AVMA podcast revisits Kevin Fitzgerald’s message on kindness: full analysis
AVMA’s My Veterinary Life podcast opened the year with a return appearance from Dr. Kevin Fitzgerald, the Denver small animal veterinarian, author, comedian, and former Emergency Vets television personality. In the January 8 episode, Fitzgerald offers an update on his memoir, It Started With a Turtle, while reflecting on a 43-year veterinary career shaped by kindness, community engagement, conservation, and curiosity. The episode is framed less as breaking hard news than as a values-driven check-in with a well-known voice in the profession. (podcasts.apple.com)
That framing matters because Fitzgerald has occupied an unusual place in veterinary medicine for decades. He’s been visible to the public through television and comedy, but he’s also built a parallel identity around wildlife conservation and public outreach. Recent profiles note that his memoir added “published author” to a career that already spanned companion animal practice, entertainment, and conservation work, including years of service on the Denver Zoo board and field projects tied to Mongolia. (colorado.edu)
The podcast description highlights three core themes: kindness, community involvement, and lifelong learning. It also notes that Fitzgerald uses the episode to look back on his long career and to share stories from early practice, including one case anecdote teased as “Beanie Boy.” The broader throughline is that veterinary medicine is not only about technical competence, but also about the relationships and responsibilities that surround the work.

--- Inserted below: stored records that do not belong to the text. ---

//! Optimization domains.
use crate::errors::{BoError, Result};
use gpbox_doe::{Halton, Random, SamplingMethod};
use gpbox_gp::Key;
use ndarray::{stack, Array1, Array2, ArrayBase, ArrayView1, Axis, Data, Ix1, Ix2, Zip};
use serde::{Deserialize, Serialize};

/// Strategy used to draw points from a search space
#[derive(Clone, Copy, Debug, Default, PartialEq, Eq, Serialize, Deserialize)]
pub enum SamplingStrategy {
    /// Independent uniform draws
    #[default]
    Uniform,
    /// Deterministic Halton sequence, the key is not used
    Halton,
    /// Halton sequence randomly shifted modulo 1 using the key
    ScrambledHalton,
}

/// An optimization domain
pub trait SearchSpace {
    /// Number of components of a point
    fn dimensionality(&self) -> usize;

    /// Whether the point `x` belongs to the domain
    fn contains(&self, x: &ArrayView1<f64>) -> bool;

    /// `n` points of the domain as a (n, d) matrix, deterministic for a given `key`
    fn sample(&self, n: usize, key: Key) -> Result<Array2<f64>>;
}

/// A box-constrained continuous domain `[lower_i, upper_i]^d`
#[derive(Clone, Debug, PartialEq, Serialize, Deserialize)]
pub struct ContinuousSearchSpace {
    lower_bounds: Array1<f64>,
    upper_bounds: Array1<f64>,
}

impl ContinuousSearchSpace {
    /// Domain with the given lower and upper bounds.
    ///
    /// Fails with [`BoError::InvalidDomainError`] when bounds are empty, of different
    /// lengths, not finite or when some lower bound is greater than its upper bound.
    pub fn new(
        lower_bounds: &ArrayBase<impl Data<Elem = f64>, Ix1>,
        upper_bounds: &ArrayBase<impl Data<Elem = f64>, Ix1>,
    ) -> Result<Self> {
        if lower_bounds.is_empty() {
            return Err(BoError::InvalidDomainError(
                "bounds should have at least one component".to_string(),
            ));
        }
        if lower_bounds.len() != upper_bounds.len() {
            return Err(BoError::InvalidDomainError(format!(
                "lower bounds of length {} while upper bounds of length {}",
                lower_bounds.len(),
                upper_bounds.len()
            )));
        }
        if lower_bounds
            .iter()
            .chain(upper_bounds.iter())
            .any(|b| !b.is_finite())
        {
            return Err(BoError::InvalidDomainError(
                "bounds should be finite".to_string(),
            ));
        }
        if let Some(i) = lower_bounds
            .iter()
            .zip(upper_bounds.iter())
            .position(|(l, u)| l > u)
        {
            return Err(BoError::InvalidDomainError(format!(
                "lower bound {} greater than upper bound {} for component {}",
                lower_bounds[i], upper_bounds[i], i
            )));
        }
        Ok(ContinuousSearchSpace {
            lower_bounds: lower_bounds.to_owned(),
            upper_bounds: upper_bounds.to_owned(),
        })
    }

    /// Domain from bounds known to be valid
    pub(crate) fn new_unchecked(lower_bounds: Array1<f64>, upper_bounds: Array1<f64>) -> Self {
        ContinuousSearchSpace {
            lower_bounds,
            upper_bounds,
        }
    }

    /// Domain given as a (d, 2) matrix where the ith row holds `[lower_i, upper_i]`
    pub fn from_xlimits(xlimits: &ArrayBase<impl Data<Elem = f64>, Ix2>) -> Result<Self> {
        if xlimits.ncols() != 2 {
            return Err(BoError::InvalidDomainError(format!(
                "xlimits should have 2 columns, got {}",
                xlimits.ncols()
            )));
        }
        Self::new(&xlimits.column(0), &xlimits.column(1))
    }

    /// Lower bounds of the components
    pub fn lower_bounds(&self) -> &Array1<f64> {
        &self.lower_bounds
    }

    /// Upper bounds of the components
    pub fn upper_bounds(&self) -> &Array1<f64> {
        &self.upper_bounds
    }

    /// Bounds as a (d, 2) matrix, the sampling space of the DoE methods
    pub fn xlimits(&self) -> Array2<f64> {
        stack![Axis(1), self.lower_bounds, self.upper_bounds]
    }

    /// Bounds as `(lower, upper)` pairs
    pub fn bounds(&self) -> Vec<(f64, f64)> {
        self.lower_bounds
            .iter()
            .zip(self.upper_bounds.iter())
            .map(|(&l, &u)| (l, u))
            .collect()
    }

    /// Projection of the points of `x` (n, d) onto the domain
    pub fn clip(&self, x: &ArrayBase<impl Data<Elem = f64>, Ix2>) -> Array2<f64> {
        let mut clipped = x.to_owned();
        Zip::from(clipped.rows_mut()).for_each(|mut row| {
            Zip::from(&mut row)
                .and(&self.lower_bounds)
                .and(&self.upper_bounds)
                .for_each(|v, &l, &u| *v = v.clamp(l, u));
        });
        clipped
    }

    /// Uniform samples
    pub fn sample_uniform(&self, n: usize, key: Key) -> Result<Array2<f64>> {
        self.sample_with(n, key, SamplingStrategy::Uniform)
    }

    /// Scrambled Halton samples
    pub fn sample_halton(&self, n: usize, key: Key) -> Result<Array2<f64>> {
        self.sample_with(n, key, SamplingStrategy::ScrambledHalton)
    }

    /// `n` points of the domain drawn with the given `strategy`.
    ///
    /// Fails with [`BoError::InvalidDomainError`] when `n` is zero.
    pub fn sample_with(
        &self,
        n: usize,
        key: Key,
        strategy: SamplingStrategy,
    ) -> Result<Array2<f64>> {
        if n == 0 {
            return Err(BoError::InvalidDomainError(
                "number of samples should be positive".to_string(),
            ));
        }
        let xlimits = self.xlimits();
        let samples = match strategy {
            SamplingStrategy::Uniform => Random::new_with_rng(&xlimits, key.rng()).sample(n),
            SamplingStrategy::Halton => Halton::new(&xlimits).sample(n),
            SamplingStrategy::ScrambledHalton => {
                Halton::new(&xlimits).scrambled(key.rng()).sample(n)
            }
        };
        // guard against rounding of lower + (upper - lower) * u
        Ok(self.clip(&samples))
    }
}

impl SearchSpace for ContinuousSearchSpace {
    fn dimensionality(&self) -> usize {
        self.lower_bounds.len()
    }

    fn contains(&self, x: &ArrayView1<f64>) -> bool {
        x.len() == self.dimensionality()
            && x
                .iter()
                .zip(self.lower_bounds.iter().zip(self.upper_bounds.iter()))
                .all(|(v, (l, u))| l <= v && v <= u)
    }

    fn sample(&self, n: usize, key: Key) -> Result<Array2<f64>> {
        self.sample_uniform(n, key)
    }
}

That message is consistent with Fitzgerald’s long-stated view that veterinarians should be active in the communities they live in and should help give “a voice for the voiceless creatures” around them. (podcasts.apple.com)
Outside the AVMA episode, Fitzgerald’s recent and historical comments show how consistently he has linked veterinary work to conservation. In a 2025 University of Colorado Boulder profile, he described biodiversity protection as a logical extension of veterinary medicine, arguing that animal health professionals have a role in helping “save this place.” Earlier industry coverage made a similar point, with Fitzgerald urging veterinarians to engage locally in conservation and education, especially with children and community groups. (colorado.edu)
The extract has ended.